A module-level charging optimization method of lithium-ion battery considering temperature gradient effect of liquid cooling and charging time

The contradiction between fast charging and battery lifetime has become one of the main obstacles for the development of electric vehicles. The large currents of fast charging protocols will bring about a high temperature rise of battery, which can be controlled by the liquid-cooled battery thermal management system. However, the temperature difference of the battery module is unavoidable due to the temperature gradient effect of liquid cooling. In this study, considering temperature gradient effect of liquid cooling, a charging optimization strategy at a battery module level is proposed to balance the charging time and temperature difference. Genetic algorithm is utilized to determine the specific charging protocol by evaluating the fitness function.
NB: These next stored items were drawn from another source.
impl CounterpartyIntelligence {
    pub fn new() -> Self {
        Self
    }

    /// Resolve a raw party name to its canonical entity. Unknown names pass
    /// through trimmed; empty names become UNKNOWN.
    pub fn resolve_entity(&self, name: Option<&str>) -> String {
        let Some(name) = name.map(str::trim).filter(|n| !n.is_empty()) else {
            return "UNKNOWN".to_string();
        };
        let upper = name.to_uppercase();
        for (canonical, aliases) in ENTITY_ALIASES.iter() {
            if aliases.iter().any(|alias| upper.contains(alias)) {
                return canonical.to_string();
            }
        }
        name.to_string()
    }

    /// Market shares by volume for buyers or sellers over a window.
    /// Undated records are included, matching how partial customs data is
    /// reported upstream.
    pub fn compute_market_shares(
        &self,
        records: &[CanonicalShipment],
        party_field: PartyField,
        start_date: Option<NaiveDate>,
        end_date: Option<NaiveDate>,
        top_n: usize,
    ) -> MarketShares {
        let mut volumes: HashMap<String, f64> = HashMap::new();
        let mut values: HashMap<String, f64> = HashMap::new();
        let mut shipments: HashMap<String, usize> = HashMap::new();
        let mut total_volume = 0.0;

        for record in records {
            if let (Some(start), Some(date)) = (start_date, record.trade_date) {
                if date < start {
                    continue;
                }
            }
            if let (Some(end), Some(date)) = (end_date, record.trade_date) {
                if date > end {
                    continue;
                }
            }

            let Some(qty) = record.quantity_mt.filter(|q| *q > 0.0) else {
                continue;
            };

            let entity = self.resolve_entity(party_field.get(record));
            *volumes.entry(entity.clone()).or_default() += qty;
            *values.entry(entity.clone()).or_default() += record.fob_usd_total.unwrap_or(0.0);
            *shipments.entry(entity).or_default() += 1;
            total_volume += qty;
        }

        let mut sorted: Vec<(String, f64)> = volumes.iter().map(|(k, v)| (k.clone(), *v)).collect();
        sorted.sort_by(|a, b| b.1.total_cmp(&a.1).then_with(|| a.0.cmp(&b.0)));

        let top_entities: Vec<EntityShare> = sorted
            .iter()
            .take(top_n)
            .map(|(entity, volume)| {
                let value = values.get(entity).copied().unwrap_or(0.0);
                EntityShare {
                    entity: entity.clone(),
                    volume_mt: round2(*volume),
                    value_usd: round2(value),
                    shipments: shipments.get(entity).copied().unwrap_or(0),
                    market_share_pct: if total_volume > 0.0 {
                        round1(volume / total_volume * 100.0)
                    } else {
                        0.0
                    },
                    avg_price_per_mt: if *volume > 0.0 {
                        Some(round2(value / volume))
                    } else {
                        None
                    },
                }
            })
            .collect();

        let hhi: f64 = top_entities
            .iter()
            .map(|e| (e.market_share_pct / 100.0).powi(2))
            .sum();
        let hhi = (hhi * 10_000.0).round() / 10_000.0;

        let concentration = if hhi > 0.25 {
            Concentration::High
        } else if hhi > 0.15 {
            Concentration::Moderate
        } else {
            Concentration::Low
        };

        MarketShares {
            party_type: party_field,
            total_volume_mt: round2(total_volume),
            unique_entities: volumes.len(),
            hhi,
            concentration,
            top_entities,
        }
    }

    /// New entrants, withdrawals, and volume surges: the last 30 days
    /// against the prior `lookback_months`, both ending at `reference_date`.
    pub fn detect_anomalies(
        &self,
        current_records: &[CanonicalShipment],
        historical_records: &[CanonicalShipment],
        party_field: PartyField,
        lookback_months: u64,
        reference_date: NaiveDate,
    ) -> Vec<CounterpartyAnomaly> {
        let current_start = reference_date - Days::new(30);
        let historical_start = reference_date - Days::new(lookback_months * 30);

        let current = self.compute_market_shares(
            current_records,
            party_field,
            Some(current_start),
            Some(reference_date),
            20,
        );
        let historical = self.compute_market_shares(
            historical_records,
            party_field,
            Some(historical_start),
            Some(current_start),
            20,
        );

        let current_entities: HashMap<&str, &EntityShare> = current
            .top_entities
            .iter()
            .map(|e| (e.entity.as_str(), e))
            .collect();
        let historical_entities: HashMap<&str, &EntityShare> = historical
            .top_entities
            .iter()
            .map(|e| (e.entity.as_str(), e))
            .collect();

        let mut anomalies = Vec::new();

        // New entrants: in the current window, absent historically
        for (entity, share) in &current_entities {
            if historical_entities.contains_key(entity) || share.volume_mt <= 0.0 {
                continue;
            }
            anomalies.push(CounterpartyAnomaly {
                anomaly_type: AnomalyType::NewEntrant,
                entity: entity.to_string(),
                severity: if share.market_share_pct > 5.0 {
                    Severity::High
                } else {
                    Severity::Medium
                },
                detail: format!(
                    "New {} detected: {} with {} MT ({} shipments)",
                    party_field.as_str(),
                    entity,
                    share.volume_mt,
                    share.shipments
                ),
                volume_mt: Some(share.volume_mt),
                market_share_pct: Some(share.market_share_pct),
                historical_share_pct: None,
                current_volume_mt: None,
                historical_monthly_mt: None,
                multiplier: None,
            });
        }

        // Withdrawals: meaningful historical share, gone now
        for (entity, hist) in &historical_entities {
            if current_entities.contains_key(entity) || hist.market_share_pct <= 3.0 {
                continue;
            }
            anomalies.push(CounterpartyAnomaly {
                anomaly_type: AnomalyType::Withdrawal,
                entity: entity.to_string(),
                severity: if hist.market_share_pct > 10.0 {
                    Severity::High
                } else {
                    Severity::Medium
                },
                detail: format!(
                    "{} absent from recent period. Was {}% of market historically.",
                    entity, hist.market_share_pct
                ),
                volume_mt: None,
                market_share_pct: None,
                historical_share_pct: Some(hist.market_share_pct),
                current_volume_mt: None,
                historical_monthly_mt: None,
                multiplier: None,
            });
        }

        // Volume surges: current month above twice the historical average
        for (entity, curr) in &current_entities {
            let Some(hist) = historical_entities.get(entity) else {
                continue;
            };
            let hist_monthly = hist.volume_mt / lookback_months.max(1) as f64;
            if hist_monthly > 0.0 && curr.volume_mt > 2.0 * hist_monthly {
                let multiplier = curr.volume_mt / hist_monthly;
                anomalies.push(CounterpartyAnomaly {
                    anomaly_type: AnomalyType::VolumeSurge,
                    entity: entity.to_string(),
                    severity: Severity::High,
                    detail: format!(
                        "{} volume {:.0} MT in last 30d vs avg {:.0} MT/month historically ({:.1}x normal)",
                        entity, curr.volume_mt, hist_monthly, multiplier
                    ),
                    volume_mt: None,
                    market_share_pct: None,
                    historical_share_pct: None,
                    current_volume_mt: Some(curr.volume_mt),
                    historical_monthly_mt: Some(round2(hist_monthly)),
                    multiplier: Some(round1(multiplier)),
                });
            }
        }

        anomalies.sort_by_key(|a| a.severity.rank());
        anomalies
    }

    /// Whether an entity's set of origin countries changed between the two
    /// halves of a lookback window.
    pub fn compute_origin_switching(
        &self,
        records: &[CanonicalShipment],
        entity: &str,
        months: u64,
        reference_date: NaiveDate,
    ) -> OriginSwitching {
        let midpoint = reference_date - Days::new(months * 15);
        let window_start = reference_date - Days::new(months * 30);

        let mut recent_origins: HashMap<String, f64> = HashMap::new();
        let mut earlier_origins: HashMap<String, f64> = HashMap::new();

        for record in records {
            let Some(date) = record.trade_date else {
                continue;
            };
            let name = self.resolve_entity(record.consignee.as_deref().or(record.consignor.as_deref()));
            if name != entity {
                continue;
            }
            let Some(qty) = record.quantity_mt.filter(|q| *q > 0.0) else {
                continue;
            };
            let origin = record
                .origin_country
                .clone()
                .unwrap_or_else(|| "UNKNOWN".to_string());

            if date >= midpoint {
                *recent_origins.entry(origin).or_default() += qty;
            } else if date >= window_start {
                *earlier_origins.entry(origin).or_default() += qty;
            }
        }

        let recent_set: BTreeSet<&String> = recent_origins.keys().collect();
        let earlier_set: BTreeSet<&String> = earlier_origins.keys().collect();

        OriginSwitching {
            entity: entity.to_string(),
            switching_detected: recent_set != earlier_set,
            recent_origins,
            earlier_origins,
        }
    }
}
//! Daily API budget tracking.
//!
//! The upstream plan allows a fixed number of calls per UTC day (each page
//! request is one call). The budget is split between scheduled harvests and
//! on-demand searches so an eager trader cannot starve the background
//! refresh, and vice versa.

use chrono::{NaiveDate, Utc};
use serde::Serialize;
use std::fmt;
use std::sync::Mutex;
use tracing::info;

use super::token::PlanConstraints;

/// Which sub-budget an upstream call draws from.
#[derive(Debug, Clone, Copy, PartialEq, Eq)]
pub enum CallKind {
    Harvest,
    Search,
}

impl fmt::Display for CallKind {
    fn fmt(&self, f: &mut fmt::Formatter<'_>) -> fmt::Result {
        match self {
            CallKind::Harvest => write!(f, "harvest"),
            CallKind::Search => write!(f, "search"),
        }
    }
}

/// Default daily call allowance.
pub const DAILY_LIMIT: u32 = 100;
/// Calls reserved for scheduled harvests.
pub const HARVEST_BUDGET: u32 = 60;
/// Calls reserved for on-demand searches.
pub const SEARCH_BUDGET: u32 = 40;

const DEFAULT_CREDITS_ALLOTTED: u64 = 3_000_000;

#[derive(Debug)]
struct Counters {
    day_key: NaiveDate,
    total: u32,
    harvest: u32,
    search: u32,
    credits_consumed: u64,
    credits_allotted: u64,
}

/// Process-singleton budget tracker. Construct once at bootstrap and share
/// by `Arc`; every mutation happens under the internal mutex.
#[derive(Debug)]
pub struct BudgetTracker {
    inner: Mutex<Counters>,
}

impl Default for BudgetTracker {
    fn default() -> Self {
        Self::new()
    }
}

impl BudgetTracker {
    pub fn new() -> Self {
        Self {
            inner: Mutex::new(Counters {
                day_key: Utc::now().date_naive(),
                total: 0,
                harvest: 0,
                search: 0,
                credits_consumed: 0,
                credits_allotted: DEFAULT_CREDITS_ALLOTTED,
            }),
        }
    }

    fn with_counters<T>(&self, f: impl FnOnce(&mut Counters) -> T) -> T {
        let mut counters = self.inner.lock().unwrap_or_else(|e| e.into_inner());
        Self::maybe_reset(&mut counters, Utc::now().date_naive());
        f(&mut counters)
    }

    fn maybe_reset(counters: &mut Counters, today: NaiveDate) {
        if counters.day_key != today {
            info!(
                day = %today,
                yesterday_calls = counters.total,
                "New UTC day, resetting API budget"
            );
            counters.total = 0;
            counters.harvest = 0;
            counters.search = 0;
            counters.day_key = today;
        }
    }

    /// Record one upstream call against the given sub-budget.
    pub fn record_call(&self, kind: CallKind) {
        self.with_counters(|c| {
            c.total += 1;
            match kind {
                CallKind::Harvest => c.harvest += 1,
                CallKind::Search => c.search += 1,
            }
        });
    }

    /// Whether the harvest sub-budget still has headroom.
    pub fn can_harvest(&self) -> bool {
        self.with_counters(|c| c.harvest < HARVEST_BUDGET)
    }

    /// Whether the on-demand search sub-budget still has headroom.
    pub fn can_search(&self) -> bool {
        self.with_counters(|c| c.search < SEARCH_BUDGET)
    }

    /// Synchronize with the authoritative counters carried in the token
    /// payload. Remote counts only ever raise the local ones.
    pub fn update_from_token(&self, constraints: &PlanConstraints) {
        self.with_counters(|c| {
            if let Some(credits) = &constraints.credit_points {
                c.credits_consumed = credits.total_consumed_credits.unwrap_or(c.credits_consumed);
                c.credits_allotted = credits
                    .total_alloted_credits
                    .unwrap_or(DEFAULT_CREDITS_ALLOTTED);
            }
            if let Some(daily) = &constraints.daily_limit_api {
                if let Some(consumed) = daily.consumed_daily_limit_api {
                    if consumed > c.total {
                        c.total = consumed;
                    }
                }
            }
        });
    }

    /// Snapshot for the dispatch surface.
    pub fn status(&self) -> BudgetStatus {
        self.with_counters(|c| BudgetStatus {
            daily_calls_used: c.total,
            daily_calls_limit: DAILY_LIMIT,
            daily_calls_remaining: DAILY_LIMIT.saturating_sub(c.total),
            harvest_calls_used: c.harvest,
            harvest_budget: HARVEST_BUDGET,
            search_calls_used: c.search,
            search_budget: SEARCH_BUDGET,
            credits_consumed: c.credits_consumed,
            credits_remaining: c.credits_allotted.saturating_sub(c.credits_consumed),
            day: c.day_key,
        })
    }
}

#[derive(Debug, Clone, Serialize)]
pub struct BudgetStatus {
    pub daily_calls_used: u32,
    pub daily_calls_limit: u32,
    pub daily_calls_remaining: u32,
    pub harvest_calls_used: u32,
    pub harvest_budget: u32,
    pub search_calls_used: u32,
    pub search_budget: u32,
    pub credits_consumed: u64,
    pub credits_remaining: u64,
    pub day: NaiveDate,
}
Compared with the multistage constant current-constant voltage charging strategy, the temperature difference of the battery module using the optimal charging strategy reduces by 37.9%. Besides, the charging time of the optimal charging strategy decreases by 11.9% than that of the constant current-constant voltage charging strategy. The experimental results demonstrate that the optimal charging strategy can weigh the charging time and temperature difference of the battery module. In addition, the different charging protocols can be determined by adjusting the weighting coefficients of battery temperature difference and charging time. •A thermal model considering the liquid cooling effect is developed.•Temperature difference constraint fast charging strategy is introduced.•Genetic algorithm is applied to optimize the charging current.•The effectiveness of the charging strategy is verified by experiments.